■ Exercise prompt:
For every line in the records that has the word "WheelGenerator", make a copy.

[Dataset excerpts]
______
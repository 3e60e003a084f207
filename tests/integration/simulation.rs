//! End-to-end simulation runs.
//!
//! Drives recorded and generated spin sequences through the backtester
//! and checks the trajectories it hands to the renderer.

use rand::SeedableRng;
use rand_chacha::ChaCha8Rng;
use std::path::PathBuf;

use spinlab::backtest::{render_comparison, render_limit_sweeps, Backtester};
use spinlab::config::AppConfig;
use spinlab::data::wheel::{Pocket, Wheel, WheelGenerator};
use spinlab::data::{parse_spins, save_spins, SpinFile, SpinRecord, SpinSource};
use spinlab::strategy::BetRange;
use spinlab::types::{BetType, SpinOutcome, StrategyKind};

fn temp_path() -> PathBuf {
    let mut p = std::env::temp_dir();
    p.push(format!("spinlab_it_{}.json", uuid::Uuid::new_v4()));
    p
}

fn backtester(initial_bet: i64) -> Backtester {
    Backtester::new(initial_bet, BetRange::default())
}

#[test]
fn test_generated_spins_run_through_every_strategy() {
    let spins = WheelGenerator::new(Wheel::European, 200, Some(7)).spins().unwrap();
    let mut rng = ChaCha8Rng::seed_from_u64(7);

    let runs = backtester(10).compare_strategies(&spins, &mut rng).unwrap();

    let kinds: Vec<_> = runs.iter().map(|r| r.kind).collect();
    assert_eq!(kinds, StrategyKind::ALL.to_vec());
    for run in &runs {
        for (_, trajectory) in run.trajectories.iter() {
            assert_eq!(trajectory.len(), 201);
            assert_eq!(trajectory[0], 0);
        }
    }
}

#[test]
fn test_seeded_runs_are_reproducible() {
    let run = |seed| {
        let spins = WheelGenerator::new(Wheel::American, 150, Some(seed)).spins().unwrap();
        let mut rng = ChaCha8Rng::seed_from_u64(seed);
        backtester(5).compare_strategies(&spins, &mut rng).unwrap()
    };

    let a = run(42);
    let b = run(42);
    for (x, y) in a.iter().zip(&b) {
        assert_eq!(x.trajectories, y.trajectories);
    }
}

#[test]
fn test_zero_pocket_loses_every_bet_for_every_strategy() {
    let spins = vec![Pocket::Zero.outcome(); 3];
    let mut rng = ChaCha8Rng::seed_from_u64(1);

    let runs = backtester(10).compare_strategies(&spins, &mut rng).unwrap();

    let martingale = &runs[1];
    assert_eq!(martingale.kind, StrategyKind::Martingale);
    for bet_type in BetType::ALL {
        assert_eq!(martingale.trajectories[bet_type], vec![0, -10, -30, -70]);
    }
    for run in &runs {
        for (_, trajectory) in run.trajectories.iter() {
            assert!(trajectory.windows(2).all(|w| w[1] < w[0]));
        }
    }
}

#[test]
fn test_spin_file_feeds_the_same_outcomes_as_the_wheel() {
    let path = temp_path();
    let mut generator = WheelGenerator::new(Wheel::European, 60, Some(99));
    let records: Vec<SpinRecord> = generator.pockets().into_iter().map(SpinRecord::from_pocket).collect();
    save_spins(&path, &records).unwrap();

    let from_file = SpinFile::new(&path).spins().unwrap();
    let generated = WheelGenerator::new(Wheel::European, 60, Some(99)).spins().unwrap();
    assert_eq!(from_file, generated);

    let mut rng = ChaCha8Rng::seed_from_u64(3);
    let runs = backtester(10).compare_strategies(&from_file, &mut rng).unwrap();
    assert_eq!(runs.len(), 4);

    std::fs::remove_file(&path).ok();
}

#[test]
fn test_recorded_alternating_red_with_martingale() {
    let json = r#"[
        {"Number": 1,  "Red Bet Win": 1, "Black Bet Win": 0, "Even Bet Win": 0, "Odd Bet Win": 1},
        {"Number": 2,  "Red Bet Win": 0, "Black Bet Win": 1, "Even Bet Win": 1, "Odd Bet Win": 0},
        {"Number": 4,  "Red Bet Win": 0, "Black Bet Win": 1, "Even Bet Win": 1, "Odd Bet Win": 0},
        {"Number": 9,  "Red Bet Win": 1, "Black Bet Win": 0, "Even Bet Win": 0, "Odd Bet Win": 1}
    ]"#;
    let spins = parse_spins(json).unwrap();
    let mut rng = ChaCha8Rng::seed_from_u64(0);

    let runs = backtester(10).compare_strategies(&spins, &mut rng).unwrap();
    let martingale = &runs[1].trajectories;

    // Win, loss, loss, win: the final win recovers both losses plus one unit.
    assert_eq!(martingale[BetType::Red], vec![0, 10, 0, -20, 20]);
    assert_eq!(martingale[BetType::Black], vec![0, -10, 10, 20, 10]);
}

#[test]
fn test_table_limit_sweep_caps_wagers_and_collapses_duplicates() {
    let spins = vec![SpinOutcome::all_lose(); 5];

    let runs = backtester(10).compare_table_limits(&spins, &[100, 25, 25]).unwrap();

    assert_eq!(runs[0].kind, StrategyKind::Martingale);
    assert_eq!(runs[1].kind, StrategyKind::Fibonacci);
    for run in &runs {
        assert_eq!(run.sweep.keys().copied().collect::<Vec<_>>(), vec![25, 100]);
    }

    let martingale = &runs[0].sweep;
    // 10, 20, 25, 25, 25
    assert_eq!(martingale[&25][BetType::Red], vec![0, -10, -30, -55, -80, -105]);
    // 10, 20, 40, 80, 100
    assert_eq!(martingale[&100][BetType::Red], vec![0, -10, -30, -70, -150, -250]);

    let fibonacci = &runs[1].sweep;
    // 10, 10, 20, 25, 25
    assert_eq!(fibonacci[&25][BetType::Odd], vec![0, -10, -20, -40, -65, -90]);
    // 10, 10, 20, 30, 50
    assert_eq!(fibonacci[&100][BetType::Odd], vec![0, -10, -20, -40, -70, -120]);
}

#[test]
fn test_config_drives_backtester_and_rendering() {
    let cfg = AppConfig::from_toml(
        r#"
        [simulation]
        initial_bet = 5
        table_limits = [50]
        random_bet_min = 1
        random_bet_max = 3
        seed = 11
        "#,
    )
    .unwrap();
    let backtester = Backtester::from_config(&cfg.simulation).unwrap();
    assert_eq!(backtester.initial_bet(), 5);

    let spins = WheelGenerator::new(cfg.data.wheel, 20, cfg.simulation.seed).spins().unwrap();
    let mut rng = ChaCha8Rng::seed_from_u64(11);
    let runs = backtester.compare_strategies(&spins, &mut rng).unwrap();

    let text = render_comparison(&runs);
    for heading in [
        "== Net profit using No Strategy (20 spins) ==",
        "== Net profit using Martingale (20 spins) ==",
        "== Net profit using Fibonacci (20 spins) ==",
        "== Net profit using D'Alembert (20 spins) ==",
    ] {
        assert!(text.contains(heading), "missing {heading:?}");
    }

    // No-strategy opens with the initial bet, then stays inside the range.
    for (_, trajectory) in runs[0].trajectories.iter() {
        assert_eq!(trajectory[1].abs(), 5);
        assert!(trajectory[1..].windows(2).all(|w| (1..=3).contains(&w[1].abs_diff(w[0]))));
    }

    let sweeps = backtester
        .compare_table_limits(&spins, &cfg.simulation.table_limits)
        .unwrap();
    let text = render_limit_sweeps(&sweeps);
    assert!(text.contains("== Martingale strategy, table limit $50 =="));
    assert!(text.contains("== Fibonacci strategy, table limit $50 =="));
}

#[test]
fn test_invalid_initial_bet_in_config_is_rejected() {
    let cfg = AppConfig::default();
    let mut sim = cfg.simulation.clone();
    sim.initial_bet = 0;
    assert!(Backtester::from_config(&sim).is_err());

    let spins = vec![SpinOutcome::all_win()];
    assert!(backtester(-1).compare_table_limits(&spins, &[100]).is_err());
}
//! No-strategy (flat/random) betting.
//!
//! The first spin wagers the initial bet; every later spin wagers an
//! amount drawn uniformly from an inclusive range, independently for each
//! bet type. The draws are taken up front from an injected RNG so the
//! replay itself stays deterministic.

use rand::{Rng, SeedableRng};
use rand_chacha::ChaCha8Rng;

use super::{replay, validate_initial_bet, Progression};
use crate::types::{
    clamp_to, BetType, BetTypeMap, SimError, SpinOutcome, StrategyKind, TableLimit, Trajectory,
};

// ---------------------------------------------------------------------------
// Configuration
// ---------------------------------------------------------------------------

/// Inclusive range random wagers are drawn from.
#[derive(Debug, Clone, Copy, PartialEq, Eq)]
pub struct BetRange {
    min: i64,
    max: i64,
}

impl Default for BetRange {
    fn default() -> Self {
        Self { min: 5, max: 20 }
    }
}

impl BetRange {
    pub fn new(min: i64, max: i64) -> Result<Self, SimError> {
        if min <= 0 || max < min {
            return Err(SimError::InvalidRange { min, max });
        }
        Ok(Self { min, max })
    }

    pub fn min(&self) -> i64 {
        self.min
    }

    pub fn max(&self) -> i64 {
        self.max
    }

    pub fn contains(&self, amount: i64) -> bool {
        (self.min..=self.max).contains(&amount)
    }

    fn draw<R: Rng + ?Sized>(&self, rng: &mut R) -> i64 {
        rng.gen_range(self.min..=self.max)
    }
}

// ---------------------------------------------------------------------------
// Progression
// ---------------------------------------------------------------------------

/// Plays back a pre-drawn list of wagers, ignoring outcomes.
///
/// Past the end of the schedule the last wager repeats; an empty schedule
/// wagers nothing.
#[derive(Debug, Clone)]
pub struct ScheduledBets {
    wagers: Vec<i64>,
    next: usize,
}

impl ScheduledBets {
    pub fn new(wagers: Vec<i64>) -> Self {
        Self { wagers, next: 0 }
    }
}

impl Progression for ScheduledBets {
    fn wager(&self, limit: Option<TableLimit>) -> Option<i64> {
        let amount = self
            .wagers
            .get(self.next)
            .or_else(|| self.wagers.last())
            .copied()
            .unwrap_or(0);
        Some(clamp_to(limit, amount))
    }

    fn settle(&mut self, _won: bool, _limit: Option<TableLimit>) -> Option<()> {
        self.next += 1;
        Some(())
    }
}

// ---------------------------------------------------------------------------
// Simulator
// ---------------------------------------------------------------------------

/// ChaCha stream reserved for wager draws. Seeded wheels use stream 0, so
/// a shared seed still gives the wheel and the wagers unrelated draws.
pub const WAGER_STREAM: u64 = 1;

/// RNG for the no-strategy wagers; OS entropy when unseeded.
pub fn wager_rng(seed: Option<u64>) -> ChaCha8Rng {
    let mut rng = match seed {
        Some(s) => ChaCha8Rng::seed_from_u64(s),
        None => ChaCha8Rng::from_entropy(),
    };
    rng.set_stream(WAGER_STREAM);
    rng
}

/// Simulate flat/random betting for every bet type.
pub fn no_strategy<R: Rng + ?Sized>(
    spins: &[SpinOutcome],
    initial_bet: i64,
    range: BetRange,
    rng: &mut R,
) -> Result<BetTypeMap<Trajectory>, SimError> {
    validate_initial_bet(initial_bet)?;

    let mut schedules = BetTypeMap::from_fn(|_| Vec::with_capacity(spins.len()));
    for spin in 0..spins.len() {
        for bet_type in BetType::ALL {
            let bet = if spin == 0 { initial_bet } else { range.draw(rng) };
            schedules[bet_type].push(bet);
        }
    }

    replay(StrategyKind::NoStrategy, spins, None, |bet_type| {
        ScheduledBets::new(std::mem::take(&mut schedules[bet_type]))
    })
}

// ---------------------------------------------------------------------------
// Tests
// ---------------------------------------------------------------------------
//! Martingale progression: double on loss, reset on win.
//!
//! Under a table limit the doubling itself is capped, so after a long
//! losing streak the bet stays pinned at the limit until a win resets it.

use super::{replay, sweep_table_limits, validate_initial_bet, LimitSweep, Progression};
use crate::types::{clamp_to, BetTypeMap, SimError, SpinOutcome, StrategyKind, TableLimit, Trajectory};

#[derive(Debug, Clone)]
pub struct Martingale {
    initial_bet: i64,
    bet: i64,
}

impl Martingale {
    pub fn new(initial_bet: i64) -> Self {
        Self { initial_bet, bet: initial_bet }
    }

    /// Current (unclamped) progression bet.
    pub fn current_bet(&self) -> i64 {
        self.bet
    }
}

impl Progression for Martingale {
    fn wager(&self, limit: Option<TableLimit>) -> Option<i64> {
        Some(clamp_to(limit, self.bet))
    }

    fn settle(&mut self, won: bool, limit: Option<TableLimit>) -> Option<()> {
        self.bet = if won {
            self.initial_bet
        } else {
            clamp_to(limit, self.bet.checked_mul(2)?)
        };
        Some(())
    }
}

/// Simulate an uncapped Martingale for every bet type.
pub fn martingale(spins: &[SpinOutcome], initial_bet: i64) -> Result<BetTypeMap<Trajectory>, SimError> {
    validate_initial_bet(initial_bet)?;
    replay(StrategyKind::Martingale, spins, None, |_| Martingale::new(initial_bet))
}

/// Simulate a Martingale under each table limit independently.
pub fn martingale_with_table_limits(
    spins: &[SpinOutcome],
    initial_bet: i64,
    table_limits: &[i64],
) -> Result<LimitSweep, SimError> {
    sweep_table_limits(StrategyKind::Martingale, spins, initial_bet, table_limits, |_| {
        Martingale::new(initial_bet)
    })
}

// ---------------------------------------------------------------------------
// Tests
// ---------------------------------------------------------------------------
______
■ The answer:
use spinlab::data::wheel::{Pocket, Wheel, WheelGenerator};
    let spins = WheelGenerator::new(Wheel::European, 200, Some(7)).spins().unwrap();
        let spins = WheelGenerator::new(Wheel::American, 150, Some(seed)).spins().unwrap();
    let mut generator = WheelGenerator::new(Wheel::European, 60, Some(99));
    let generated = WheelGenerator::new(Wheel::European, 60, Some(99)).spins().unwrap();
    let spins = WheelGenerator::new(cfg.data.wheel, 20, cfg.simulation.seed).spins().unwrap();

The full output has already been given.